I use Fetchmail, and deliver mail into my own mail service, but have been able to reproduce this fault in all mail clients I can lay my hands on (Mutt, Thunderbird, Claws-Mail).

Fetchmail reports the following session information, where lines beginning ‘<’ are received and lines beginning ‘>’ are sent.

< * OK The Microsoft Exchange IMAP4 service is ready. [...]
> A0001 CAPABILITY
< * CAPABILITY IMAP4 IMAP4rev1 AUTH=PLAIN AUTH=XOAUTH2 SASL-IR UIDPLUS MOVE ID UNSELECT CHILDREN IDLE NAMESPACE LITERAL+
< A0001 OK CAPABILITY completed.
> A0002 LOGIN "z5017851@ad.unsw.edu.au" *
< A0002 OK LOGIN completed.
> A0003 SELECT "INBOX"
< A0003 BAD User is authenticated but not connected.
> A0004 LOGOUT
< * BYE Microsoft Exchange Server 2016 IMAP4 server signing off.
< A0004 OK LOGOUT completed.

My recollection of the IMAP protocol is somewhat fuzzy, but I believe the transaction marked A0002 is illegal according to the spec; a LOGIN should return an error if the login couldn’t occur, but a quick Google suggests this is a credentials issue.

This appears to be reproducible on all servers part of the DNS pool for outlook.office.com.

I’ve attached complete mail logs showing a working and failed exchange from my mail server, gelfort.rulingia.com.au (103.243.244.19). These are timestamped in Australian Eastern Standard Time.

I’d greatly appreciate assistance in getting this issue resolved promptly, as this is a proper loss of service, and degrading to the Outlook web or mobile clients is categorically awful.


reply from Riyanal Chea at UNSW IT Service Centre, 2017-09-20 09:17

Dear Jashank,

It could be issue with server during last week or during the time you tried to access your Office 365 mailbox.

Since you are using a third party software accessing your mailbox via IMAP, it could be many issue that may cause the issue rather than the Office 365 mailbox.

Please also note that from 31st of October 2017, you won’t be able to connect to your Office 365 mailbox via IMAP anymore as Microsoft retire the RPC over Http service.

This means any email clients using IMAP will no longer work.
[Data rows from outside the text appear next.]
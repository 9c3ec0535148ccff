use crate::battle::stats::EffectivenessTag;
use crate::combatant::Combatant;
use crate::team::Team;
use schema::BattleMode;
use serde::{Deserialize, Serialize};
use std::fmt;

#[derive(Serialize, Deserialize, Debug, Clone, Copy, PartialEq, Eq, Hash)]
pub enum Side {
    Player,
    Bot,
}

impl Side {
    pub fn opponent(&self) -> Side {
        match self {
            Side::Player => Side::Bot,
            Side::Bot => Side::Player,
        }
    }
}

impl fmt::Display for Side {
    fn fmt(&self, f: &mut fmt::Formatter<'_>) -> fmt::Result {
        match self {
            Side::Player => write!(f, "player"),
            Side::Bot => write!(f, "opponent"),
        }
    }
}

#[derive(Serialize, Deserialize, Debug, Clone, PartialEq, Copy)]
pub enum TurnPhase {
    /// The player may attack or switch.
    AwaitingPlayer,
    /// The player's active combatant fainted; only a switch is accepted.
    AwaitingReplacement,
    /// An action is being resolved; no input is accepted.
    Resolving,
    BattleOver,
}

#[derive(Serialize, Deserialize, Debug, Clone, PartialEq, Eq, Copy)]
pub enum BattleOutcome {
    PlayerWon,
    BotWon,
    /// The player walked away; nobody won.
    Conceded,
}

impl BattleOutcome {
    pub fn winner(&self) -> Option<Side> {
        match self {
            BattleOutcome::PlayerWon => Some(Side::Player),
            BattleOutcome::BotWon => Some(Side::Bot),
            BattleOutcome::Conceded => None,
        }
    }
}

#[derive(Serialize, Deserialize, Debug, Clone, PartialEq, Eq, Copy)]
pub struct LeagueProgress {
    pub wins: u32,
    pub total: u32,
}

impl LeagueProgress {
    pub fn new(total: u32) -> Self {
        Self { wins: 0, total }
    }

    /// 1-based number of the challenger currently being fought.
    pub fn current_round(&self) -> u32 {
        (self.wins + 1).min(self.total)
    }

    pub fn is_complete(&self) -> bool {
        self.wins >= self.total
    }
}

#[derive(Serialize, Deserialize, Debug, Clone)]
pub enum BattleEvent {
    BattleStarted {
        mode: BattleMode,
        player_lead: String,
        opponent_lead: String,
        league: Option<LeagueProgress>,
    },
    MoveUsed {
        side: Side,
        combatant: String,
        move_name: String,
        power: u16,
    },
    DamageDealt {
        side: Side,
        target: String,
        damage: u16,
        remaining_hp: u16,
        max_hp: u16,
        effectiveness: EffectivenessTag,
    },
    CombatantFainted {
        side: Side,
        combatant: String,
    },
    /// The side must bring in a new combatant before play continues.
    SwitchRequired {
        side: Side,
    },
    CombatantSwitched {
        side: Side,
        old_combatant: String,
        new_combatant: String,
        forced: bool,
    },
    TeamHealed {
        side: Side,
    },
    MovesRefreshed {
        side: Side,
        combatant: String,
    },
    LeagueAdvanced {
        progress: LeagueProgress,
        challenger: String,
    },
    ChampionshipWon {
        category: String,
        progress: LeagueProgress,
    },
    BattleRestarted,
    BattleEnded {
        outcome: BattleOutcome,
    },
}

impl BattleEvent {
    /// Formats the event into a human-readable string using battle context.
    /// Returns None for silent events that should not produce user-visible text.
    pub fn format(&self, battle_state: &BattleState) -> Option<String> {
        match self {
            BattleEvent::BattleStarted { league, .. } => match league {
                Some(progress) => Some(format!(
                    "The battle is about to begin! League Challenge: Trainer {} of {}.",
                    progress.current_round(),
                    progress.total
                )),
                None => Some("The battle is about to begin!".to_string()),
            },

            BattleEvent::MoveUsed {
                combatant,
                move_name,
                power,
                ..
            } => Some(format!("{} used {} (Power: {})!", combatant, move_name, power)),

            BattleEvent::DamageDealt {
                damage,
                effectiveness,
                ..
            } => {
                let mut parts = Vec::new();
                if let Some(message) = effectiveness.message() {
                    parts.push(message.to_string());
                }
                if *damage > 0 {
                    parts.push(format!("It dealt {} damage.", damage));
                }
                if parts.is_empty() {
                    None
                } else {
                    Some(parts.join(" "))
                }
            }

            BattleEvent::CombatantFainted { combatant, .. } => {
                Some(format!("{} fainted!", combatant))
            }

            BattleEvent::SwitchRequired { side } => match side {
                Side::Player => Some("You must choose another creature.".to_string()),
                Side::Bot => {
                    Some("The opponent is about to send in another creature.".to_string())
                }
            },

            BattleEvent::CombatantSwitched {
                side,
                old_combatant,
                new_combatant,
                forced,
            } => match side {
                Side::Player if *forced => Some(format!(
                    "Come back, {}! Go, {}! What will {} do?",
                    old_combatant, new_combatant, new_combatant
                )),
                Side::Player => Some(format!(
                    "Come back, {}! Go, {}! It's still your turn.",
                    old_combatant, new_combatant
                )),
                Side::Bot => Some(format!(
                    "{} returns! The opponent sends out {}!",
                    old_combatant, new_combatant
                )),
            },

            BattleEvent::TeamHealed { side } => match side {
                Side::Player => Some("Your team has been fully healed.".to_string()),
                Side::Bot => None,
            },

            BattleEvent::MovesRefreshed { combatant, .. } => {
                Some(format!("{}'s moves have been refreshed!", combatant))
            }

            BattleEvent::LeagueAdvanced {
                progress,
                challenger,
            } => Some(format!(
                "You defeated the challenger! Challenger {} / {}: {} appears!",
                progress.current_round(),
                progress.total,
                challenger
            )),

            BattleEvent::ChampionshipWon { category, .. } => Some(format!(
                "You defeated the final challenger! You have conquered the {} league!",
                category
            )),

            BattleEvent::BattleRestarted => Some("Rematch! The battle begins again!".to_string()),

            BattleEvent::BattleEnded { outcome } => match outcome {
                BattleOutcome::PlayerWon => Some(match battle_state.winner_name() {
                    Some(name) => format!("You are victorious! {} was the key to victory!", name),
                    None => "You are victorious!".to_string(),
                }),
                BattleOutcome::BotWon if battle_state.mode.is_league() => {
                    Some("You lost the challenge. Better luck next time!".to_string())
                }
                BattleOutcome::BotWon => Some(match battle_state.winner_name() {
                    Some(name) => format!("You have been defeated! {} was the key to victory!", name),
                    None => "You have been defeated!".to_string(),
                }),
                BattleOutcome::Conceded => Some("You left the battle.".to_string()),
            },
        }
    }
}

/// Event bus for collecting battle events in the order they happen.
///
/// ```rust,ignore
/// let bus = engine.submit_player_attack("ember")?;
/// for event in bus.events() {
///     if let Some(text) = event.format(engine.state()) {
///         println!("{}", text);
///     }
/// }
/// println!("{}", bus.to_json());
/// ```
#[derive(Debug, Clone, Default)]
pub struct EventBus {
    events: Vec<BattleEvent>,
}

impl EventBus {
    pub fn new() -> Self {
        Self { events: Vec::new() }
    }

    pub fn push(&mut self, event: BattleEvent) {
        self.events.push(event);
    }

    pub fn events(&self) -> &[BattleEvent] {
        &self.events
    }

    /// Serialize the events as a JSON array for out-of-process renderers.
    pub fn to_json(&self) -> serde_json::Value {
        serde_json::to_value(&self.events).unwrap_or(serde_json::Value::Null)
    }

    /// Return true if the event bus contains no events.
    pub fn is_empty(&self) -> bool {
        self.events.is_empty()
    }

    /// Return the number of events in the bus.
    pub fn len(&self) -> usize {
        self.events.len()
    }
}

impl std::fmt::Display for EventBus {
    /// Format the EventBus for printing. Shows debug format of all events.
    fn fmt(&self, f: &mut std::fmt::Formatter<'_>) -> std::fmt::Result {
        for event in &self.events {
            writeln!(f, "  {:?}", event)?;
        }
        Ok(())
    }
}

/// Everything the engine knows about a battle in progress.
#[derive(Serialize, Deserialize, Debug, Clone)]
pub struct BattleState {
    pub player: Team,
    pub bot: Team,
    pub phase: TurnPhase,
    pub mode: BattleMode,
    pub category: String,
    pub league: Option<LeagueProgress>,
    pub outcome: Option<BattleOutcome>,
    pub turn_number: u32,
}

impl BattleState {
    pub fn new(
        player: Team,
        bot: Team,
        mode: BattleMode,
        category: String,
        league_challenges: u32,
    ) -> Self {
        Self {
            player,
            bot,
            phase: TurnPhase::AwaitingPlayer,
            mode,
            category,
            league: mode.is_league().then(|| LeagueProgress::new(league_challenges)),
            outcome: None,
            turn_number: 1,
        }
    }

    pub fn team(&self, side: Side) -> &Team {
        match side {
            Side::Player => &self.player,
            Side::Bot => &self.bot,
        }
    }

    pub(crate) fn team_mut(&mut self, side: Side) -> &mut Team {
        match side {
            Side::Player => &mut self.player,
            Side::Bot => &mut self.bot,
        }
    }

    pub fn active(&self, side: Side) -> Option<&Combatant> {
        self.team(side).active()
    }

    pub fn is_over(&self) -> bool {
        self.phase == TurnPhase::BattleOver
    }

    /// True whenever the player may act, including the forced-switch window.
    pub fn is_players_turn(&self) -> bool {
        matches!(
            self.phase,
            TurnPhase::AwaitingPlayer | TurnPhase::AwaitingReplacement
        )
    }

    /// Name of the first healthy combatant on the winning side.
    pub fn winner_name(&self) -> Option<&str> {
        let side = self.outcome?.winner()?;
        self.team(side)
            .members()
            .iter()
            .find(|member| !member.is_fainted())
            .map(|member| member.name.as_str())
    }
}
But with that said, I am not sure why your IMAP client stop working all of sudden.

Perhaps it is best if you use Outlook client with appropriate update. You can also access your Office 365 mailbox via web (OWA).


my response, 2017-09-20 11:21

At 2017-09-19 23:14:54 +0000, Riyanal Chea wrote: > Since you are using a third party software accessing your mailbox via > IMAP, it could be many issue that may cause the issue rather than the > Office 365 mailbox. > > But with that said, I am not sure why your IMAP client stop working > all of sudden.

IMAP is a well-defined standard. An issue like this would mean users accessing the service using any compliant IMAP client will see the same issue. I’ve tried a number of IMAP clients, and have found this issue.

One resource on the Internet suggests this is either - an actual bug in Exchange (which wouldn’t surprise me at all), - my password changing, - the Office365 service is “protecting” my account from frequent accesses (I poll every four minutes, as Exchange’s IMAP IDLE implementation is unreliable), or - that my mailbox has become shared.

As far as I’m aware (though please correct me if this has changed), my mailbox isn’t shared, and there haven’t been any changes (visible to mere mortals, anyway) to the Exchange service. Last I checked, my zPass was correct, and I’ve used those credentials to log into both UNSW services (like CAsd) and Office365 services.

Please also note that from 31st of October 2017, you won’t be able to connect to your Office 365 mailbox via IMAP anymore as Microsoft retire the RPC over Http service. This means any email clients using IMAP will no longer work.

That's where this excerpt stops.